→ **Problem details**:
The lines from the top of the data down to the line with "assumed beyond non-emptiness." should be repeated exactly, both ends included.

→ **Stored items**:
-------

//! Client-side catalog filtering for the Quartier d'Arômes storefront.
//!
//! This crate contains the deterministic core only: an immutable product
//! snapshot, mutable filter criteria, and derived (filtered, sorted,
//! paginated) views over the snapshot. No IO, no HTTP, no rendering —
//! fetching the snapshot and drawing the result are collaborator concerns.

pub mod criteria;
pub mod engine;
pub mod page;
pub mod product;

pub use criteria::{Criterion, FilterCriteria, SortOrder, parse_price_input};
pub use engine::{DEFAULT_PAGE_SIZE, FilterEngine};
pub use page::{Page, PageLink, page_links};
pub use product::Product;
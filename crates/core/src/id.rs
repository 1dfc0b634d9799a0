//! Strongly-typed identifiers used across the catalog.

use core::str::FromStr;
use serde::{Deserialize, Serialize};

use crate::error::CatalogError;

/// Identifier of a product within a snapshot.
///
/// The storefront feed uses opaque string identifiers (slugs, numeric ids,
/// whatever the backend emits), so no shape is assumed beyond non-emptiness.
/// Uniqueness is per snapshot, enforced by the feed, not here.
#[derive(Debug, Clone, PartialEq, Eq, Hash, Serialize, Deserialize)]
#[serde(try_from = "String", into = "String")]
pub struct ProductId(String);

impl ProductId {
    pub fn new(id: impl Into<String>) -> Result<Self, CatalogError> {
        let id = id.into();
        if id.trim().is_empty() {
            return Err(CatalogError::invalid_id("ProductId must not be empty"));
        }
        Ok(Self(id))
    }

    pub fn as_str(&self) -> &str {
        &self.0
    }
}

impl core::fmt::Display for ProductId {
    fn fmt(&self, f: &mut core::fmt::Formatter<'_>) -> core::fmt::Result {
        core::fmt::Display::fmt(&self.0, f)
    }
}

impl TryFrom<String> for ProductId {
    type Error = CatalogError;

    fn try_from(value: String) -> Result<Self, Self::Error> {
        Self::new(value)
    }
}

impl From<ProductId> for String {
    fn from(value: ProductId) -> Self {
        value.0
    }
}

impl FromStr for ProductId {
    type Err = CatalogError;

    fn from_str(s: &str) -> Result<Self, Self::Err> {
        Self::new(s)
    }
}
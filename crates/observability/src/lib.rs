//! Process-wide tracing/logging setup shared by binaries and tests.

use tracing_subscriber::EnvFilter;

/// Initialize tracing for the process.
///
/// JSON lines to stdout, level controlled by `RUST_LOG` (default `info`).
/// Safe to call more than once; later calls are no-ops.
pub fn init() {
    init_with_default("info");
}

/// Like [`init`], with an explicit default directive for when `RUST_LOG` is
/// unset (e.g. `"aromes_catalog=debug"`).
pub fn init_with_default(directive: &str) {
    let filter = EnvFilter::try_from_default_env().unwrap_or_else(|_| EnvFilter::new(directive));

    let _ = tracing_subscriber::fmt()
        .with_env_filter(filter)
        .json()
        .with_timer(tracing_subscriber::fmt::time::SystemTime)
        .with_target(false)
        .try_init();
}
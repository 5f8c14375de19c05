//! Simulation constants and tuning parameters.

// --- Loop timing ---

/// Default outer frame duration (seconds).
pub const DEFAULT_DT: f64 = 0.06;

/// Bounds applied to the configured frame duration.
pub const MIN_DT: f64 = 0.0004;
pub const MAX_DT: f64 = 1.0;

/// Physics substeps per outer frame.
pub const DEFAULT_PHYSICS_STEPS: u32 = 8;

// --- World ---

pub const DEFAULT_WORLD_WIDTH: f64 = 2400.0;
pub const DEFAULT_WORLD_HEIGHT: f64 = 1600.0;

/// Missiles expire once this far outside the field.
pub const MISSILE_OOB_PADDING: f64 = 2000.0;

// --- Spatial grid ---

/// Default side length of one grid cell.
pub const DEFAULT_GRID_CELL_SIDE: f64 = 100.0;
/// Lower bound on the configured cell side.
pub const MIN_GRID_CELL_SIDE: f64 = 10.0;

/// Extra cells allocated on each axis whenever the grid grows.
pub const GRID_GROW_PADDING: usize = 20;

// --- Air ---

/// Sea-level air density.
pub const AIR_DENSITY: f64 = 1.225;
pub const MIN_AIR_DENSITY: f64 = 0.6;

/// Air density retarget interval range (seconds).
pub const AIR_DENSITY_STEP_MIN_SECS: f64 = 0.2;
pub const AIR_DENSITY_STEP_MAX_SECS: f64 = 5.0;

/// Maximum wind magnitude (either direction).
pub const MAX_WIND_SPEED: f64 = 100.0;

/// Wind retarget interval range (seconds).
pub const WIND_STEP_MIN_SECS: f64 = 10.0;
pub const WIND_STEP_MAX_SECS: f64 = 50.0;

// --- Aerodynamic surfaces ---

/// Maximum speed derived for a surface from its own swept motion.
pub const MAX_SURFACE_SWEEP_SPEED: f64 = 300.0;

/// Angle of attack at which lift has fully stalled (degrees).
pub const STALL_AOA: f64 = 90.0;

/// Drag per unit of airspeed, independent of angle of attack.
pub const PARASITIC_DRAG: f64 = 0.5;

// --- Guidance ---

/// Distance under which a negative closing rate counts as a miss.
pub const MISS_TARGET_DIST: f64 = 300.0;

/// Closing rate (units per second) below which a close target is considered missed.
pub const MISS_CLOSING_RATE: f64 = 1.0;

/// Distance flown after a miss before full authority is restored.
pub const REENGAGE_DIST: f64 = 2500.0;

/// Extra re-engage distance per repeated miss, as a fraction of `REENGAGE_DIST`.
pub const REENGAGE_GROWTH: f64 = 0.1;

/// Distance flown before the guidance law gets full authority.
pub const ARM_DIST: f64 = 600.0;

pub const SIMPLE_PN_GAIN: f64 = 2.0;

/// Multiple of the line-of-sight error added to the velocity heading.
pub const BASIC_LOS_GAIN: f64 = 2.0;
/// Cap on the lead-angle correction (degrees).
pub const BASIC_LOS_MAX_CORRECTION: f64 = 90.0;

pub const ADV_MAX_ROT_RATE: f64 = 1.5;
pub const ADV_MIN_ROT_RATE: f64 = 1.0;
/// Speed at which the rotation rate reaches its minimum.
pub const ADV_MIN_ROT_SPEED: f64 = 600.0;
/// Range at which the terminal rotation boost begins.
pub const ADV_ROT_MOD_DIST: f64 = 1000.0;
pub const ADV_ROT_MOD_AMT: f64 = 1.0;
/// Smaller values wait longer for the predicted impact point to settle.
pub const ADV_IMPACT_POINT_DELTA_THRESH: f64 = 2.0;
/// Closing rate (per substep) needed before aiming fully at the prediction.
pub const ADV_MIN_CLOSE_RATE: f64 = 0.3;
/// Hard cap on forward prediction steps.
pub const ADV_MAX_PREDICTION_STEPS: f64 = 6000.0;

// --- Guided missile ---

pub const MISSILE_LIFESPAN: f64 = 70.0;
/// Fuel burnt per second at full sustain thrust.
pub const MISSILE_BURN_RATE: f64 = 1.7;
pub const MISSILE_THRUST: f64 = 4000.0;
pub const MISSILE_BOOST_THRUST: f64 = 5000.0;
pub const MISSILE_DRY_MASS: f64 = 45.3;
pub const MISSILE_FUEL: f64 = 40.0;
pub const MISSILE_BOOST_FUEL: f64 = 20.0;
/// Once out of fuel, a missile slower than this expires.
pub const MISSILE_MIN_SPEED: f64 = 5.0;
/// Thrust direction offset per degree of tail deflection.
pub const THRUST_VECTOR_AMOUNT: f64 = 1.0;

pub const TAIL_AUTHORITY: f64 = 1.0;
pub const NOSE_AUTHORITY: f64 = 0.0;
/// Speed over which control deflection fades to half authority.
pub const DEFLECTION_FADE_SPEED: f64 = 600.0;
/// Body angle of attack at which deflection is fully suppressed.
pub const MAX_DEFLECTION_AOA: f64 = 110.0;
/// Rotation speed (deg/s) at which deflection is fully suppressed.
pub const MAX_DEFLECTION_ROT_SPEED: f64 = 310.0;

// --- Kill vehicle ---

pub const KV_THRUST: f64 = 3000.0;
pub const KV_MASS: f64 = 35.0;
pub const KV_THRUSTERS: usize = 4;
pub const KV_FUEL: f64 = 30.0;
/// Fuel burnt per second per fully open thruster.
pub const KV_BURN_RATE: f64 = 0.5;

// --- Targets ---

pub const TARGET_MAX_SPEED: f64 = 220.0;
pub const TARGET_MAX_SPIN: f64 = 90.0;
pub const TARGET_POLY_POINTS: usize = 8;
pub const TARGET_POLY_RADIUS: f64 = 50.0;
pub const ERRATIC_POLY_RADIUS: f64 = 22.0;
pub const ERRATIC_MAX_SPIN: f64 = 80.0;
/// Running-average window for erratic target smoothing.
pub const ERRATIC_SMOOTHING: usize = 300;
/// Frames between erratic manoeuvre changes.
pub const ERRATIC_MIN_FRAMES: u32 = 500;
pub const ERRATIC_MAX_FRAMES: u32 = 1000;

// --- Platform ---

pub const PLATFORM_THRUST: f64 = 65.0;
/// Velocity multiplier applied once per frame.
pub const PLATFORM_DAMPING: f64 = 0.9;

// --- Cannon ---

pub const BULLET_SPEED: f64 = 800.0;
pub const BULLET_LIFETIME: f64 = 30.0;
pub const BULLET_PROXIMITY_DIST: f64 = 100.0;
/// Volleys per burst.
pub const BURST_VOLLEYS: u32 = 10;
/// Frames between volleys.
pub const BURST_FRAMES: u32 = 3;
/// Time step of the curved-path aim prediction.
pub const BULLET_PREDICTION_DT: f64 = 0.01;
/// Fragments in the ring released by a detonating round.
pub const FRAGMENT_COUNT: usize = 40;
pub const FRAGMENT_SPEED: f64 = 1000.0;
pub const FRAGMENT_LIFETIME: f64 = 0.4;

// --- Explosions ---

pub const EXPLOSION_RADIUS: f64 = 200.0;
pub const EXPLOSION_DURATION: f64 = 1.4;

// --- Worker hand-off ---

/// Default bound on how long the controller waits for the worker to park.
pub const PARK_TIMEOUT_MS: u64 = 500;
#[cfg(test)]
mod tests {
    use super::*;
    use hecs::World;
    use test_log::test;

    const DT: f64 = 0.0075;

    fn dummy_target() -> Entity {
        World::new().spawn((0u8,))
    }

    fn static_target(position: Vec2) -> RigidBody {
        RigidBody::new(position, Vec2::ZERO, 0.0).with_polygon(
            (0..8)
                .map(|i| angle_to_vector(45.0 * i as f64) * TARGET_POLY_RADIUS)
                .collect(),
        )
    }

    fn launch(kind: GuidanceKind, rotation: f64, surfaces: bool) -> (GuidedMissile, RigidBody) {
        let body = RigidBody::new(Vec2::ZERO, Vec2::ZERO, rotation).with_polygon(missile_polygon());
        let missile = GuidedMissile::guided(dummy_target(), &body, kind, surfaces, false);
        (missile, body)
    }

    /// Fly until the missile expires or `max_steps` pass; returns the closest
    /// approach to the target and the fuel left at that moment.
    fn fly(
        missile: &mut GuidedMissile,
        body: &mut RigidBody,
        target: &RigidBody,
        max_steps: usize,
    ) -> (f64, f64) {
        let ctx = FlightContext::default();
        let air = AirState::default();
        let mut closest = f64::INFINITY;
        let mut fuel_at_closest = missile.fuel;
        for _ in 0..max_steps {
            let outcome = missile.step(body, Some(target), &air, &ctx, DT);
            let d = body.position.distance(target.position);
            if d < closest {
                closest = d;
                fuel_at_closest = missile.fuel + missile.boost_fuel;
            }
            if outcome.expired.is_some() {
                break;
            }
        }
        (closest, fuel_at_closest)
    }

    #[test]
    fn test_simple_pn_reaches_static_target_before_fuel_runs_out() {
        let (mut missile, mut body) = launch(GuidanceKind::SimplePN, 0.0, false);
        let target = static_target(angle_to_vector(3.0) * 1000.0);
        let steps = (MISSILE_LIFESPAN / DT) as usize;
        let (closest, fuel) = fly(&mut missile, &mut body, &target, steps);
        assert!(closest < TARGET_POLY_RADIUS, "closest approach {closest:.1}");
        assert!(fuel > 0.0);
    }

    #[test]
    fn test_every_law_closes_on_static_target() {
        for kind in GuidanceKind::ALL {
            let (mut missile, mut body) = launch(kind, 0.0, false);
            let target = static_target(angle_to_vector(10.0) * 1500.0);
            let (closest, _) = fly(&mut missile, &mut body, &target, 3000);
            assert!(closest < TARGET_POLY_RADIUS, "{kind:?} closest {closest:.1}");
        }
    }

    #[test]
    fn test_expired_target_ends_flight_next_substep() {
        let (mut missile, mut body) = launch(GuidanceKind::Advanced, 0.0, false);
        let mut target = static_target(Vec2::new(2000.0, 0.0));
        let ctx = FlightContext::default();
        let air = AirState::default();
        for _ in 0..50 {
            assert_eq!(
                missile.step(&mut body, Some(&target), &air, &ctx, DT).expired,
                None
            );
        }
        target.expired = true;
        let outcome = missile.step(&mut body, Some(&target), &air, &ctx, DT);
        assert_eq!(outcome.expired, Some(ExpiryReason::TargetLost));
        assert_eq!(missile.phase, FlightPhase::Expired);
        assert!(body.expired);

        // Already expired: later substeps are no-ops.
        let age = missile.age;
        assert_eq!(
            missile.step(&mut body, None, &air, &ctx, DT),
            StepOutcome::default()
        );
        assert_eq!(missile.age, age);
    }

    #[test]
    fn test_missing_target_entity_is_target_lost() {
        let (mut missile, mut body) = launch(GuidanceKind::BasicLOS, 0.0, false);
        let outcome = missile.step(
            &mut body,
            None,
            &AirState::default(),
            &FlightContext::default(),
            DT,
        );
        assert_eq!(outcome.expired, Some(ExpiryReason::TargetLost));
    }

    #[test]
    fn test_flight_phases_follow_fuel() {
        let (mut missile, mut body) = launch(GuidanceKind::SimplePN, 0.0, false);
        body.velocity = Vec2::new(400.0, 0.0);
        assert_eq!(missile.phase, FlightPhase::Launched);
        let target = static_target(Vec2::new(1.0e5, 0.0));
        let ctx = FlightContext {
            world: WorldSize::new(1.0e6, 1.0e6),
            ..Default::default()
        };
        let air = AirState::default();

        missile.step(&mut body, Some(&target), &air, &ctx, DT);
        assert_eq!(missile.phase, FlightPhase::Boosting);

        missile.boost_fuel = 0.0;
        missile.step(&mut body, Some(&target), &air, &ctx, DT);
        assert_eq!(missile.phase, FlightPhase::Cruising);

        missile.fuel = 0.0;
        missile.step(&mut body, Some(&target), &air, &ctx, DT);
        assert_eq!(missile.phase, FlightPhase::Coasting);
    }

    #[test]
    fn test_coasting_missile_expires_below_min_speed() {
        let (mut missile, mut body) = launch(GuidanceKind::SimplePN, 0.0, false);
        missile.fuel = 0.0;
        missile.boost_fuel = 0.0;
        body.velocity = Vec2::new(MISSILE_MIN_SPEED + 1.0, 0.0);
        let target = static_target(Vec2::new(1000.0, 0.0));
        let air = AirState::default();
        let ctx = FlightContext::default();

        let outcome = missile.step(&mut body, Some(&target), &air, &ctx, DT);
        assert_eq!(outcome.expired, None);
        assert_eq!(missile.phase, FlightPhase::Coasting);

        body.velocity = Vec2::new(MISSILE_MIN_SPEED - 1.0, 0.0);
        let outcome = missile.step(&mut body, Some(&target), &air, &ctx, DT);
        assert_eq!(outcome.expired, Some(ExpiryReason::FuelExhausted));
        assert_eq!(missile.phase, FlightPhase::Expired);
    }

    #[test]
    fn test_boost_burns_before_sustainer() {
        let mut boost = 1.0;
        let mut fuel = 10.0;
        burn(&mut boost, &mut fuel, 0.4);
        assert_eq!((boost, fuel), (0.6, 10.0));
        burn(&mut boost, &mut fuel, 5.0);
        assert_eq!((boost, fuel), (0.0, 10.0));
        burn(&mut boost, &mut fuel, 2.5);
        assert_eq!((boost, fuel), (0.0, 7.5));
    }

    #[test]
    fn test_out_of_fuel_and_slow_expires() {
        let (mut missile, mut body) = launch(GuidanceKind::SimplePN, 0.0, false);
        missile.fuel = 0.0;
        missile.boost_fuel = 0.0;
        let target = static_target(Vec2::new(1000.0, 0.0));
        let outcome = missile.step(
            &mut body,
            Some(&target),
            &AirState::default(),
            &FlightContext::default(),
            DT,
        );
        assert_eq!(outcome.expired, Some(ExpiryReason::FuelExhausted));
    }

    #[test]
    fn test_lifespan_timeout() {
        let (mut missile, mut body) = launch(GuidanceKind::SimplePN, 0.0, false);
        missile.age = MISSILE_LIFESPAN;
        let target = static_target(Vec2::new(1000.0, 0.0));
        let outcome = missile.step(
            &mut body,
            Some(&target),
            &AirState::default(),
            &FlightContext::default(),
            DT,
        );
        assert_eq!(outcome.expired, Some(ExpiryReason::Timeout));
    }

    #[test]
    fn test_out_of_bounds() {
        let (mut missile, mut body) = launch(GuidanceKind::SimplePN, 0.0, false);
        body.position = Vec2::new(-MISSILE_OOB_PADDING - 10.0, 0.0);
        let target = static_target(Vec2::new(1000.0, 0.0));
        let outcome = missile.step(
            &mut body,
            Some(&target),
            &AirState::default(),
            &FlightContext::default(),
            DT,
        );
        assert_eq!(outcome.expired, Some(ExpiryReason::OutOfBounds));
    }

    #[test]
    fn test_control_surface_missile_turns_toward_target() {
        let (mut missile, mut body) = launch(GuidanceKind::SimplePN, 0.0, true);
        body.velocity = Vec2::new(400.0, 0.0);
        missile.distance_travelled = ARM_DIST;
        let target = static_target(Vec2::new(1500.0, 600.0));
        let ctx = FlightContext::default();
        let air = AirState::default();
        for _ in 0..40 {
            missile.step(&mut body, Some(&target), &air, &ctx, DT);
        }
        let Airframe::Aerodynamic {
            controls: Some(controls),
            ..
        } = &missile.airframe
        else {
            panic!("expected control surfaces");
        };
        assert!(controls.tail.deflection() < 0.0);
        assert!(body.velocity.y > 0.0, "velocity {:?}", body.velocity);

        let view = missile.view(BodyView::default(), 7);
        assert_eq!(view.surfaces.len(), 3);
        assert!(view.thrusters.is_empty());
    }

    #[test]
    fn test_kill_vehicle_thrusts_at_target_from_rest() {
        let body = RigidBody::new(Vec2::ZERO, Vec2::ZERO, 0.0).with_polygon(kill_vehicle_polygon());
        let mut kv = GuidedMissile::kill_vehicle(dummy_target(), &body);
        let mut body = body;
        assert_eq!(kv.kind(), MissileKind::KillVehicle);
        assert_eq!(kv.guidance.kind(), GuidanceKind::Advanced);

        let target = static_target(Vec2::new(0.0, 800.0));
        kv.step(
            &mut body,
            Some(&target),
            &AirState::default(),
            &FlightContext::default(),
            DT,
        );
        let Airframe::KillVehicle { thrusters } = kv.airframe else {
            panic!("expected kill vehicle");
        };
        // The +y thruster is fully open, the opposite one closed.
        assert_eq!(thrusters[1], 1.0);
        assert_eq!(thrusters[3], 0.0);
        assert!(body.velocity.y > 0.0);
        assert!(kv.fuel < KV_FUEL);
    }

    #[test]
    fn test_kill_vehicle_reaches_target() {
        let body = RigidBody::new(Vec2::ZERO, Vec2::ZERO, 0.0).with_polygon(kill_vehicle_polygon());
        let mut kv = GuidedMissile::kill_vehicle(dummy_target(), &body);
        let mut body = body;
        let target = static_target(Vec2::new(900.0, 300.0));
        let (closest, _) = fly(&mut kv, &mut body, &target, 4000);
        assert!(closest < TARGET_POLY_RADIUS, "closest approach {closest:.1}");
    }
}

-------

→ **Answer below**:
//! Client-side catalog filtering for the Quartier d'Arômes storefront.
//!
//! This crate contains the deterministic core only: an immutable product
//! snapshot, mutable filter criteria, and derived (filtered, sorted,
//! paginated) views over the snapshot. No IO, no HTTP, no rendering —
//! fetching the snapshot and drawing the result are collaborator concerns.

pub mod criteria;
pub mod engine;
pub mod page;
pub mod product;

pub use criteria::{Criterion, FilterCriteria, SortOrder, parse_price_input};
pub use engine::{DEFAULT_PAGE_SIZE, FilterEngine};
pub use page::{Page, PageLink, page_links};
pub use product::Product;
filename crates/core/src/id.rs
repository 1dfc0b634d9799a0
//! Strongly-typed identifiers used across the catalog.

use core::str::FromStr;
use serde::{Deserialize, Serialize};

use crate::error::CatalogError;

/// Identifier of a product within a snapshot.
///
/// The storefront feed uses opaque string identifiers (slugs, numeric ids,
/// whatever the backend emits), so no shape is assumed beyond non-emptiness.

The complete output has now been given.